PROBLEM TO SOLVE>
Check each line below for the word "while" and give the count alone.

TASK DATA>
--------------------------------

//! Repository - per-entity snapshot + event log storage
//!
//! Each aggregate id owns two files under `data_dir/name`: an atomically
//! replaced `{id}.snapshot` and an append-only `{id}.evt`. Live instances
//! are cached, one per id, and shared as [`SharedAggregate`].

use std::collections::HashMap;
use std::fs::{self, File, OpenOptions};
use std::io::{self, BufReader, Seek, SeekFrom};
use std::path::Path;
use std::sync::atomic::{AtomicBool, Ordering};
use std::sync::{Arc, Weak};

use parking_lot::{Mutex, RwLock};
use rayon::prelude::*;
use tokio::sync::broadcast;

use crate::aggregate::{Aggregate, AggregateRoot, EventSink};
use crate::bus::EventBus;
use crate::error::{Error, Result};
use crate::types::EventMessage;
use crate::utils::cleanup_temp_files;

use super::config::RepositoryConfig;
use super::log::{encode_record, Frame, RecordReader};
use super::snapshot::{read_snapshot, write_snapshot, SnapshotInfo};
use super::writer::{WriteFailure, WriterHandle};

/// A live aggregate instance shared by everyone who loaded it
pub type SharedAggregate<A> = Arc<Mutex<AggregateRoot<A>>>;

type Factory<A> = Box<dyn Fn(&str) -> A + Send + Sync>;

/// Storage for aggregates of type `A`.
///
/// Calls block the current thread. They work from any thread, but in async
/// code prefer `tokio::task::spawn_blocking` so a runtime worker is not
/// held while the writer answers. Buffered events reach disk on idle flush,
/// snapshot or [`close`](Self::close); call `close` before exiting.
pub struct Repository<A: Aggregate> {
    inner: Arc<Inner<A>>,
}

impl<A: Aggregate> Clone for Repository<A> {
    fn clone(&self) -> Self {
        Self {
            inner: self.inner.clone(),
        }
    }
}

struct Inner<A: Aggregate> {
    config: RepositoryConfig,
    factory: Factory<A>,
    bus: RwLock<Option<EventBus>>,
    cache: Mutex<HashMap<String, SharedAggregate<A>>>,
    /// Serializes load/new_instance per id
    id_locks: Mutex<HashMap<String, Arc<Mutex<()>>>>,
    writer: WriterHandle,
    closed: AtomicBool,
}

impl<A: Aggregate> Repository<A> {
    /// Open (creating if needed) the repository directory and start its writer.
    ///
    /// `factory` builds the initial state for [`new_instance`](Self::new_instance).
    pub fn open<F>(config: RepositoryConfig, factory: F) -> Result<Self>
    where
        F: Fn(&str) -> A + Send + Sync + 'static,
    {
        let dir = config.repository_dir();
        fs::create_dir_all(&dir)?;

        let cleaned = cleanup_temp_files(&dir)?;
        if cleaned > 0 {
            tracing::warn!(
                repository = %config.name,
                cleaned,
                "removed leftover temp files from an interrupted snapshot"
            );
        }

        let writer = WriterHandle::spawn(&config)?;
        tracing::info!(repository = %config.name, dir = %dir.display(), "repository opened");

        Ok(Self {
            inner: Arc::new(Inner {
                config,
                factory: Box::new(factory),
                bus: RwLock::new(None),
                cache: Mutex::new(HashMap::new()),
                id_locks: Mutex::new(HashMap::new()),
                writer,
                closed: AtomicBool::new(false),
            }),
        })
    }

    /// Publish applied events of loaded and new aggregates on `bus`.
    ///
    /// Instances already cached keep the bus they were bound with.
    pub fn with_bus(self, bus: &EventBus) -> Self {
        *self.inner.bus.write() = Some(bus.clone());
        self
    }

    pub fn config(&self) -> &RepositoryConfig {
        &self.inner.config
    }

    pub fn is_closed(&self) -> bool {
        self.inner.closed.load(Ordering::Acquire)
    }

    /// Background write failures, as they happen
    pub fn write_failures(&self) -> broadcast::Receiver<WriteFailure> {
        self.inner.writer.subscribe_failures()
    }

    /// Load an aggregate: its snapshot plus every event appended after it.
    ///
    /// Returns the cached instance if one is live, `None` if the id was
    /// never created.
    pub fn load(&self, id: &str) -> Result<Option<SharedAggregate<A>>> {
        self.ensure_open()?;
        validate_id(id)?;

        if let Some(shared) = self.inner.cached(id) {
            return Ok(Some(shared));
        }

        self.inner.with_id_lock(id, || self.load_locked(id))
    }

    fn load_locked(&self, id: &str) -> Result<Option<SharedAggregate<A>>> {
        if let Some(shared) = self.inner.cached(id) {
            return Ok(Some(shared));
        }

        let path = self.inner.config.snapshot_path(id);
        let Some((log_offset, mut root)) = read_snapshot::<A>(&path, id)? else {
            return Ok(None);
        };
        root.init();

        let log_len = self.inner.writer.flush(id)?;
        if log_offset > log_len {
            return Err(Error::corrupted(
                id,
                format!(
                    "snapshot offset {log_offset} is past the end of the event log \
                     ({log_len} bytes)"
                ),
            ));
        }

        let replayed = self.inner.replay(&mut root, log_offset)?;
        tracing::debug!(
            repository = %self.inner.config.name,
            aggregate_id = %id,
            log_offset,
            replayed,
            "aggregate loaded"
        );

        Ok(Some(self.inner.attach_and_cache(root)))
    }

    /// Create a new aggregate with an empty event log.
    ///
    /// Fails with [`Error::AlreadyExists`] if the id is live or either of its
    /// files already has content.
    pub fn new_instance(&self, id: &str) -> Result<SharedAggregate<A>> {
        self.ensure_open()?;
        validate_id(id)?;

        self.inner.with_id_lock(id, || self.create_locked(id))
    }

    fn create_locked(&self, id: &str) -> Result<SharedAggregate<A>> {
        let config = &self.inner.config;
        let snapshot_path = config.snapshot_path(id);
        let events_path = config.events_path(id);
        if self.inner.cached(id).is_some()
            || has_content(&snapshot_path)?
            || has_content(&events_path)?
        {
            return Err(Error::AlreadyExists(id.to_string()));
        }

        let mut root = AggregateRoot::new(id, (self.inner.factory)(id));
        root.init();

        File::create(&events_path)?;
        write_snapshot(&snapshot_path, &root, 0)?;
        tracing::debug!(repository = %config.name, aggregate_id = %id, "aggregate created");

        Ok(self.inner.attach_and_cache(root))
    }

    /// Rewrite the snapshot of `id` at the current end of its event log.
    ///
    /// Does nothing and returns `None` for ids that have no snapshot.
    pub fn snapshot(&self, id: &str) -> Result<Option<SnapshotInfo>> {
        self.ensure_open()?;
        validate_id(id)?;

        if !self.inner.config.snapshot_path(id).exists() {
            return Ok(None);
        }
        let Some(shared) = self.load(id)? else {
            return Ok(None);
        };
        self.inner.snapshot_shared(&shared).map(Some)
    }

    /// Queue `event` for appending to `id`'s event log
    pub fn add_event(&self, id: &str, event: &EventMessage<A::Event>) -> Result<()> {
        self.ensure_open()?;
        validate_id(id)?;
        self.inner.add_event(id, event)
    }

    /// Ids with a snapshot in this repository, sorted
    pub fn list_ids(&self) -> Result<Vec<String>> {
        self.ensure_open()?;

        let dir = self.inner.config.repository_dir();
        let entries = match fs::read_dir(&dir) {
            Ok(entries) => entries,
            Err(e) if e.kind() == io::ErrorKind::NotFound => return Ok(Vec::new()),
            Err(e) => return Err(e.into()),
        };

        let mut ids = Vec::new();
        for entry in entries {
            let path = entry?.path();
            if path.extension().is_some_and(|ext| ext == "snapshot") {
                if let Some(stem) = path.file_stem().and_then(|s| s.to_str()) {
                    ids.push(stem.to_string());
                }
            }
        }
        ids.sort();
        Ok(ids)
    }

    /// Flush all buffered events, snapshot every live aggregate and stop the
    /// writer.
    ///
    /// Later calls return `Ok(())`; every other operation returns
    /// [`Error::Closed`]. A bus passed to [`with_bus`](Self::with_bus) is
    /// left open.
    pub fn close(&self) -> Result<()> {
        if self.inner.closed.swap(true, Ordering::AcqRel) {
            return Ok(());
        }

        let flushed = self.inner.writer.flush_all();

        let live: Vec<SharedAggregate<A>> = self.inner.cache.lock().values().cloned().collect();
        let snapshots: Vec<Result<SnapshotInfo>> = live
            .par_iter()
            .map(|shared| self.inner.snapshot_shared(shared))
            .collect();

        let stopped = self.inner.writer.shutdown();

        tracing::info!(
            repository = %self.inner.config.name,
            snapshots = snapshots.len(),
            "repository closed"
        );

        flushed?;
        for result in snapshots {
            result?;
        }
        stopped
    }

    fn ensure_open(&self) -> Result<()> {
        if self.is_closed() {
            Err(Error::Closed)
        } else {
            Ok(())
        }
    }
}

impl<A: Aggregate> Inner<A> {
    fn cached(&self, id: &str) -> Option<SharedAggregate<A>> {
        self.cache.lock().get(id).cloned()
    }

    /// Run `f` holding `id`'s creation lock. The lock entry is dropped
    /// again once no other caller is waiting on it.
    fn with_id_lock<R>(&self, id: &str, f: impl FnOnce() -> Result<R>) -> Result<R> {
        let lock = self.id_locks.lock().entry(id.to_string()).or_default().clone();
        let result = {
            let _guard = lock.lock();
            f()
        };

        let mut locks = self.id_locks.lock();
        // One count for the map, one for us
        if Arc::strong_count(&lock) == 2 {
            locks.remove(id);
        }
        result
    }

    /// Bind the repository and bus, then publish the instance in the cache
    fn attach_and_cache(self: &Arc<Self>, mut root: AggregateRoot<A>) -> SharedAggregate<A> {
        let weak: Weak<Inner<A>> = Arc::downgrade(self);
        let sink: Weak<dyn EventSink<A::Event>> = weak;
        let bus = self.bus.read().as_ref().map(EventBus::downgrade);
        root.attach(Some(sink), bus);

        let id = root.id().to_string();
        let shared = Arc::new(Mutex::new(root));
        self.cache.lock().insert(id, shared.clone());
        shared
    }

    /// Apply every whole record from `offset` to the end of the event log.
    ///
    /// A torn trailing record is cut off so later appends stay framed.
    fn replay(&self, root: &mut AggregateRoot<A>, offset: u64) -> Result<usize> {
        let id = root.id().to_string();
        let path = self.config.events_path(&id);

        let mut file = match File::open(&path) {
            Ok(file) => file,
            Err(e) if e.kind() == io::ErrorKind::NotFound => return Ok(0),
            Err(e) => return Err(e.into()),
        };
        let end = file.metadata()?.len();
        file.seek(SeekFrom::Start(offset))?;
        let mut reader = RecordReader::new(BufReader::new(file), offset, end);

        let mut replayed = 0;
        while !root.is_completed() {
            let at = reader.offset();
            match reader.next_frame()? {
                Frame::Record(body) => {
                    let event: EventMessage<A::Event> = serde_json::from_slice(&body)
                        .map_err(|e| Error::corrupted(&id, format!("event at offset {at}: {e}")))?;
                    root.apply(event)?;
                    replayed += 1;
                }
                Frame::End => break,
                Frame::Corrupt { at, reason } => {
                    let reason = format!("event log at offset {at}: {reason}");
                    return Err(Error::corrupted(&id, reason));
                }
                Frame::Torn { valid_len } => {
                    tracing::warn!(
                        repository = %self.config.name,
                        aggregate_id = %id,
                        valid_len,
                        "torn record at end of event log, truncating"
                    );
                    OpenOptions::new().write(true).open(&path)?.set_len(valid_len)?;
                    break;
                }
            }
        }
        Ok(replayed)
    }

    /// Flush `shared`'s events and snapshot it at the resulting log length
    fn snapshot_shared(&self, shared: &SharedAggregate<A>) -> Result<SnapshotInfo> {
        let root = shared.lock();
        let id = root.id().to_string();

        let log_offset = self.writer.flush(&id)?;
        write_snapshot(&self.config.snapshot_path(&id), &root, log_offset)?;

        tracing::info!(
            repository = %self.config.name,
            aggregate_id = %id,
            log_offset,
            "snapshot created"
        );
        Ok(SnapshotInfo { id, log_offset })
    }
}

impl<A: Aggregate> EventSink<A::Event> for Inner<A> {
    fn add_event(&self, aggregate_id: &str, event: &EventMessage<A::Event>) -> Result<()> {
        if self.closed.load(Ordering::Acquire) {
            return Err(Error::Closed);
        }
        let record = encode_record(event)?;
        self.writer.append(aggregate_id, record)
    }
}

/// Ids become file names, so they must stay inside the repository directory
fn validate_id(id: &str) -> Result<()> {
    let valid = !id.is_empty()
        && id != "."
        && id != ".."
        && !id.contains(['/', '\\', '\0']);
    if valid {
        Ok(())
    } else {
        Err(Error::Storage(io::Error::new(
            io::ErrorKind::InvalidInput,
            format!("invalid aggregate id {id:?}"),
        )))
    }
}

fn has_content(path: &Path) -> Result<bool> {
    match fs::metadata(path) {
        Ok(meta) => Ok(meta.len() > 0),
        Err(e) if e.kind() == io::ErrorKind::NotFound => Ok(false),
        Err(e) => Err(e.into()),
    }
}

--------------------------------

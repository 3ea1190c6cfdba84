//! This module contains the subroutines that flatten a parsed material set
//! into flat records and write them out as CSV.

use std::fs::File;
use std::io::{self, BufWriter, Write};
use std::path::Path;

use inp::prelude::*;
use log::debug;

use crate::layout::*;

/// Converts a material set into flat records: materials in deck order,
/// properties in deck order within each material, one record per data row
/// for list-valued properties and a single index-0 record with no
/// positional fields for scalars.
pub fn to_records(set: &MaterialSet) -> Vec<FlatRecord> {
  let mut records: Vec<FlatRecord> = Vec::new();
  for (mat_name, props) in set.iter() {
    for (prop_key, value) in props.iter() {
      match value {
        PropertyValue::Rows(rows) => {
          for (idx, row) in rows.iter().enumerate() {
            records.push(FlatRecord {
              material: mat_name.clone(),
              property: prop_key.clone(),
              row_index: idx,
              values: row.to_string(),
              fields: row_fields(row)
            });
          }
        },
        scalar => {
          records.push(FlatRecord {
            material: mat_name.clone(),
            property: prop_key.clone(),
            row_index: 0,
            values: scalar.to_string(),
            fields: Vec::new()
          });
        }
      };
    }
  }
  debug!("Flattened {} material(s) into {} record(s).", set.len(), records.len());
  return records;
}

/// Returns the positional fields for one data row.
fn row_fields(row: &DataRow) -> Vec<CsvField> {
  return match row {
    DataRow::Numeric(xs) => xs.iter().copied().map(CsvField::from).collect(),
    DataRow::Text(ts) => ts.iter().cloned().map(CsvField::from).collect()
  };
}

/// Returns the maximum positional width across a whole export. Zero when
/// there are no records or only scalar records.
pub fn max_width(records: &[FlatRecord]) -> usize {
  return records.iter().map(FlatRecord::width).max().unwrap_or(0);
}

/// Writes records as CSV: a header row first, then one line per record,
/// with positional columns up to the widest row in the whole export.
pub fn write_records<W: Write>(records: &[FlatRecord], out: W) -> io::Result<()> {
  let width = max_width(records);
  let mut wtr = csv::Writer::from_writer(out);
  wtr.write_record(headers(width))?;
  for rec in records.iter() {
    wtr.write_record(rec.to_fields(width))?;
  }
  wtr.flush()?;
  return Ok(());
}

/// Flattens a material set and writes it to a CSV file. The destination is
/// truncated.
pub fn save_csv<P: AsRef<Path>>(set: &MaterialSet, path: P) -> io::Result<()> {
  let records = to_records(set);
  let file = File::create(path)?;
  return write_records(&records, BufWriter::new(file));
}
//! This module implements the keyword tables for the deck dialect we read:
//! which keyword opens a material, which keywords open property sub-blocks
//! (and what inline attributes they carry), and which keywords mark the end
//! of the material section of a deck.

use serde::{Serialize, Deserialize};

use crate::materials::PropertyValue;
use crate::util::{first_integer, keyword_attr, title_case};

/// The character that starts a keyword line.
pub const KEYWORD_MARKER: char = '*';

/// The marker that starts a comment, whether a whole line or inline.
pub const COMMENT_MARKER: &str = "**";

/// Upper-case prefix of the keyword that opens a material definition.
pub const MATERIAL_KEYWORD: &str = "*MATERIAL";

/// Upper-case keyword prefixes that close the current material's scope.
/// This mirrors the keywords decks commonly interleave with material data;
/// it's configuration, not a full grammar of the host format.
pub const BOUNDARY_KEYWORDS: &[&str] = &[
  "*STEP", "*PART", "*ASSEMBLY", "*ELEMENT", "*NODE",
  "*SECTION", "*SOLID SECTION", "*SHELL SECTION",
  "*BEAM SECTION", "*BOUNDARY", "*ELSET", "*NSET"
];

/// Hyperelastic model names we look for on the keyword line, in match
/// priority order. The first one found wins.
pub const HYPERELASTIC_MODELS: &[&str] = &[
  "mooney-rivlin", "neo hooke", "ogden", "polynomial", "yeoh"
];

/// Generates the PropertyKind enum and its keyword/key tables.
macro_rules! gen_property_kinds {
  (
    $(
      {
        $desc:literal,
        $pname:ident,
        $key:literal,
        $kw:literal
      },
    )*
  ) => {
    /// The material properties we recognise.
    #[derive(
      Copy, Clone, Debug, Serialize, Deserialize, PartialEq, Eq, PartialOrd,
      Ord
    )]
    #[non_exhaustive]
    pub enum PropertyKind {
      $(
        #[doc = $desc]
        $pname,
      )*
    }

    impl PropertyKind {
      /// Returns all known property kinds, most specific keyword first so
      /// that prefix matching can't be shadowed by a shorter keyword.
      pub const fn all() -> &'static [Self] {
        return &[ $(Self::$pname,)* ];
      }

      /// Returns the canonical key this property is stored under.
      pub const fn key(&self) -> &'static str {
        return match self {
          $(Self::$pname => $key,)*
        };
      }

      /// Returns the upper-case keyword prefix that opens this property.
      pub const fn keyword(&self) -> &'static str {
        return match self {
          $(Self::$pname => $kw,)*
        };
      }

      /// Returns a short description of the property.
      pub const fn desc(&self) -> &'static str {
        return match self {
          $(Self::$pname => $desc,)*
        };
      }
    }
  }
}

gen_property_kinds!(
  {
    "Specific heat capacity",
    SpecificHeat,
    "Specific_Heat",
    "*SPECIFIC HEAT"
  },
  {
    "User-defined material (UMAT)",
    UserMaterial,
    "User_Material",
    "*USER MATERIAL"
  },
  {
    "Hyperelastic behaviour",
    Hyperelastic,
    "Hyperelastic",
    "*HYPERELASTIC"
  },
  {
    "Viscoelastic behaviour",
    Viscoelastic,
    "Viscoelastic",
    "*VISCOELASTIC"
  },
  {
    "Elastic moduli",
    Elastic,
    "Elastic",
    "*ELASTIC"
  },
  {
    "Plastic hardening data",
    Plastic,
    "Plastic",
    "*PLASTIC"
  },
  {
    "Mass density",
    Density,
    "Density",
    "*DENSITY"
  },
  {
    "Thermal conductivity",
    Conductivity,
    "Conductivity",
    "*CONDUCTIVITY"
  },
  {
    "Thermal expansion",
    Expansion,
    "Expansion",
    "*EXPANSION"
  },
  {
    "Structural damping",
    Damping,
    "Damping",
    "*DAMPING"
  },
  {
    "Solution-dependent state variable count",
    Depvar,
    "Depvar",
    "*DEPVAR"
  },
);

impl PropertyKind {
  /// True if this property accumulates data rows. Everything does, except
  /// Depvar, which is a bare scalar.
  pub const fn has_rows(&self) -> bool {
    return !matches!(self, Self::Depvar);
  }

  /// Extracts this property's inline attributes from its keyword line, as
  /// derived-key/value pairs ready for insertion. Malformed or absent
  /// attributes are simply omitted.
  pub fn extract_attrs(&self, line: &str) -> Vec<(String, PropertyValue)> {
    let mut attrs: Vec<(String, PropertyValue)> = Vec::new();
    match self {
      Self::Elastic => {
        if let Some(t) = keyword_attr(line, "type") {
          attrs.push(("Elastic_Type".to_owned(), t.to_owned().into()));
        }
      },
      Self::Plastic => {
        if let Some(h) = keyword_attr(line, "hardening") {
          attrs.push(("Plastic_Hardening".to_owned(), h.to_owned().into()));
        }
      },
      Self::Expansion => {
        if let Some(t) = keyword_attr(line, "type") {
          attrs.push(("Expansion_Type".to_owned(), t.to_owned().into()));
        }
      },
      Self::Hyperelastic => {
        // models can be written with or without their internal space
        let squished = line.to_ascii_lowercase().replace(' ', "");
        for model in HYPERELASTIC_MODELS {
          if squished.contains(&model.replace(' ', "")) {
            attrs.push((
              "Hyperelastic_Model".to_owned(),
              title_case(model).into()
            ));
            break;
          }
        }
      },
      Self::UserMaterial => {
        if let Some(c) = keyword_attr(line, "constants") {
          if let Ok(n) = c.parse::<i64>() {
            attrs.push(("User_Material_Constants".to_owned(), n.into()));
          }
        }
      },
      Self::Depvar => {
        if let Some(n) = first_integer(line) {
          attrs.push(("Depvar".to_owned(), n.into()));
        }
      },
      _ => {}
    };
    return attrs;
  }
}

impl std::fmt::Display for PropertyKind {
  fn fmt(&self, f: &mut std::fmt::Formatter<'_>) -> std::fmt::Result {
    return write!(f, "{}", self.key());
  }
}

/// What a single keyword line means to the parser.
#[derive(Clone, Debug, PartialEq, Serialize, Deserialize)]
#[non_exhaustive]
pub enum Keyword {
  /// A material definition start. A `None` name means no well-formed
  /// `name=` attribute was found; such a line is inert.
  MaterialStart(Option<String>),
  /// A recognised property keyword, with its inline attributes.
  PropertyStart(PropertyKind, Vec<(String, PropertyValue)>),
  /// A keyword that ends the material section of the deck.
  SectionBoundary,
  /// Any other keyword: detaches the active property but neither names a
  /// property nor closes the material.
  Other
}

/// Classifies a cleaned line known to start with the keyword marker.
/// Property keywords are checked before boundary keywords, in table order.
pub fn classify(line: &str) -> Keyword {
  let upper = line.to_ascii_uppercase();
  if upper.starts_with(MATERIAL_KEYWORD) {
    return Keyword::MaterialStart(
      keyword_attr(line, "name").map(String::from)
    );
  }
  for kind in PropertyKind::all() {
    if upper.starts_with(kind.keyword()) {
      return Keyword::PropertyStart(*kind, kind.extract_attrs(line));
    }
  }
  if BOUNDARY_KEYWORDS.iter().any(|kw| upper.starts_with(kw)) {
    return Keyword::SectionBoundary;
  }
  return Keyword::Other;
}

--------------------------------

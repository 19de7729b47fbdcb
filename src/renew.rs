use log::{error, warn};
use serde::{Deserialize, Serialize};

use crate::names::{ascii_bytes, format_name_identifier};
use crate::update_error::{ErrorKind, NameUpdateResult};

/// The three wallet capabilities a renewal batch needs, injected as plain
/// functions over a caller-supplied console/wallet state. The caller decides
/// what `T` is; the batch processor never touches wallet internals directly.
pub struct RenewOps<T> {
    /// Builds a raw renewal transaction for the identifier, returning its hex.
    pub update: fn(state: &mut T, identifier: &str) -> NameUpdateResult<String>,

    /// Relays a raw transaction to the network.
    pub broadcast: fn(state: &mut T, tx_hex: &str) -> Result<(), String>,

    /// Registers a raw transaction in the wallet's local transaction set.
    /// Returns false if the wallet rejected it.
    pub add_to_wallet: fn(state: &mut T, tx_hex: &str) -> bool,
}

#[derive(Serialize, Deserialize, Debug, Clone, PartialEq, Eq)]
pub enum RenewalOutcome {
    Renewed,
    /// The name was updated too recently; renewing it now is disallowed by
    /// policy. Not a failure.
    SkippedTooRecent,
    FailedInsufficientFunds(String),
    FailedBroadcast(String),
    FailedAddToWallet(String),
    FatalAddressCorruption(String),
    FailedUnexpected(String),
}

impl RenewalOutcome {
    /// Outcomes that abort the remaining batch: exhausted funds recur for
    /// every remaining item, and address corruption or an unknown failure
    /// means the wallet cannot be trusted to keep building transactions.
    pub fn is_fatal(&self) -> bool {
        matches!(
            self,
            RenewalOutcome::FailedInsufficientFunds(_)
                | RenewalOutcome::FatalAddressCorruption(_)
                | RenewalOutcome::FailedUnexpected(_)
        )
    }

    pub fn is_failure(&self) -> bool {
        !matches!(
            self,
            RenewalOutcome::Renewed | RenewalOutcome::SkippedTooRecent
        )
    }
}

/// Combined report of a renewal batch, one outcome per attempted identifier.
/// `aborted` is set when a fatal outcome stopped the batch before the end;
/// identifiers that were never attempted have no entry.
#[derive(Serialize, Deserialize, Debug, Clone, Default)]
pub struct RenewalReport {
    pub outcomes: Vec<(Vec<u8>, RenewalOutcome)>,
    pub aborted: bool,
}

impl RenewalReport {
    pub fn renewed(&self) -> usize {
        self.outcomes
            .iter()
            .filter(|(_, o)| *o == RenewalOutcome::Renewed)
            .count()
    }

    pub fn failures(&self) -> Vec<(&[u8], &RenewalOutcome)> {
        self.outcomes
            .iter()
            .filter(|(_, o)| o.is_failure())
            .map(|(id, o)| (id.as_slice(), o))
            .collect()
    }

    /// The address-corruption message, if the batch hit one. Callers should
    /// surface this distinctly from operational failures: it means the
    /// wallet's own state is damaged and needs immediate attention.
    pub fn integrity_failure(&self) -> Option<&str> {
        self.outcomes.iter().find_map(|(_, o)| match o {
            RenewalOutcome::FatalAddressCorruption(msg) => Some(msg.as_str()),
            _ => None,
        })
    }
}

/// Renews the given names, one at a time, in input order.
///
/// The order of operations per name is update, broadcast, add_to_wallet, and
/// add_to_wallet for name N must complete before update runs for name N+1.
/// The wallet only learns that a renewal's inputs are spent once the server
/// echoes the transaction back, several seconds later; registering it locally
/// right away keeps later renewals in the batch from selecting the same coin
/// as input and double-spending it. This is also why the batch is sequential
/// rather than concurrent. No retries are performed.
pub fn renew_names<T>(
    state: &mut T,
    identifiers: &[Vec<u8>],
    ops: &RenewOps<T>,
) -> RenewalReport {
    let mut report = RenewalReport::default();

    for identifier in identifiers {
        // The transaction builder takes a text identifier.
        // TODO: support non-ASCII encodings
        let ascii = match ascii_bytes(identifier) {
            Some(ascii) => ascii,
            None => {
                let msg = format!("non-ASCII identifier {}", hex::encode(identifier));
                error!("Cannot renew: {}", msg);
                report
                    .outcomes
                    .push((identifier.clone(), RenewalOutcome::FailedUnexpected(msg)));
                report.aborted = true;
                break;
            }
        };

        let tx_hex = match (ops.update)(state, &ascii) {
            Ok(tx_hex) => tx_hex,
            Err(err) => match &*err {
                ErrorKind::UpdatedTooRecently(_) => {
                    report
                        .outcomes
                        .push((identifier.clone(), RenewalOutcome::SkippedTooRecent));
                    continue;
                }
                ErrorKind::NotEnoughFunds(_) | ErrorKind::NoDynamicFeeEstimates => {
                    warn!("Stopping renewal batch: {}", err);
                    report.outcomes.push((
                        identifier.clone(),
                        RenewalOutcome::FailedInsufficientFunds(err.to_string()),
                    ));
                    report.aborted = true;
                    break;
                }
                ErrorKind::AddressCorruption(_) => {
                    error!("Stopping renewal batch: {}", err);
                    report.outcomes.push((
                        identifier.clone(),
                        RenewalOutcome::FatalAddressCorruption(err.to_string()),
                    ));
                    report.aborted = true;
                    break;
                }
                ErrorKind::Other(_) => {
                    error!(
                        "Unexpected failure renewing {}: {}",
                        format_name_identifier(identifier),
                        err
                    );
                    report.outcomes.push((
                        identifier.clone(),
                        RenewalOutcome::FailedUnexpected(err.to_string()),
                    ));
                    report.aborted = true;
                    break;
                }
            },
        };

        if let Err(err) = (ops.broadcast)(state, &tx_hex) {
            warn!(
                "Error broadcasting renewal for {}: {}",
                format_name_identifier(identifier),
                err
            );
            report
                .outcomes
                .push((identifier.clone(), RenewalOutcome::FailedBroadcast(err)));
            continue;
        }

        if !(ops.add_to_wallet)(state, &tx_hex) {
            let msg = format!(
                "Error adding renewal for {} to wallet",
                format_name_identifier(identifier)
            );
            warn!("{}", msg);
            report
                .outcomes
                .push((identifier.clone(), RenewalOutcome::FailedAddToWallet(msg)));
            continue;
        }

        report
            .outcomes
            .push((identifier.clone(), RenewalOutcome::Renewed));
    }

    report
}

--------------------------------

ANSWER AREA>
2